Date published: 2011-08-27
Rated 5 out of 5 by from Super! Just another terrific course from the Teaching Company! I listen to this (in toto several times and/or selectively as a reference for a particular work) and, with several other great courses, it is at the top of my course ratings. (I'm glad I'm not required to decide which I like best.) Subject matter is fascinating. Delivery is congenial and clear. As broad as it is, Prof. Bowers knows his subject as immense as it is.

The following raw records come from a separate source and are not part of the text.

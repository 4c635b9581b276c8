use crate::Result;
use crate::config::QueryConfigHandler;
use crate::nodes::{NodeId, QueryTree};

use super::QueryNodeProcessor;

/// Ordered chain of passes, itself usable as a pass.
///
/// Every member is prepared before any member rewrites, so a missing
/// configuration key fails the whole run with the tree untouched. Passes
/// share nothing but the tree and the configuration registry.
#[derive(Default)]
pub struct QueryNodeProcessorPipeline {
    processors: Vec<Box<dyn QueryNodeProcessor>>,
}

impl QueryNodeProcessorPipeline {
    pub fn new() -> Self {
        Self::default()
    }

    /// Append a pass; it runs after every pass already added.
    pub fn add(&mut self, processor: impl QueryNodeProcessor + 'static) {
        self.processors.push(Box::new(processor));
    }

    pub fn with(mut self, processor: impl QueryNodeProcessor + 'static) -> Self {
        self.add(processor);
        self
    }

    pub fn len(&self) -> usize {
        self.processors.len()
    }

    pub fn is_empty(&self) -> bool {
        self.processors.is_empty()
    }

    /// Names of the member passes, in run order.
    pub fn names(&self) -> impl Iterator<Item = &'static str> + '_ {
        self.processors.iter().map(|p| p.name())
    }
}

impl QueryNodeProcessor for QueryNodeProcessorPipeline {
    fn name(&self) -> &'static str {
        "QueryNodeProcessorPipeline"
    }

    fn prepare(&mut self, config: &QueryConfigHandler) -> Result<()> {
        for processor in &mut self.processors {
            processor.prepare(config)?;
        }
        Ok(())
    }

    fn rewrite(
        &mut self,
        tree: &mut QueryTree,
        root: NodeId,
        config: &QueryConfigHandler,
    ) -> Result<NodeId> {
        let total = self.processors.len();
        let mut root = root;
        for (position, processor) in self.processors.iter_mut().enumerate() {
            tracing::debug!(
                processor = processor.name(),
                position = position + 1,
                total,
                "running query node processor"
            );
            root = processor.rewrite(tree, root, config)?;
        }
        Ok(root)
    }
}

impl std::fmt::Debug for QueryNodeProcessorPipeline {
    fn fmt(&self, f: &mut std::fmt::Formatter<'_>) -> std::fmt::Result {
        f.debug_list().entries(self.names()).finish()
    }
}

But, here is the amazing, intriguing, unusual, singular, aspect: He makes connections between the particular work and its literary antecedents, descendants, historical setting, etc. that are mind-expanding and give me (and most others, I'm sure) new ways of "seeing" the work under discussion. "Context" is the operative word here. His course has led me to re-read books with new eyes, ears, and mind and to read books for the first time. Professor Bowers knows his field and is a great guide through it. I hope he will consent to other courses. Although, I'm very content to return to this one again and again. Thanks Professor Bowers.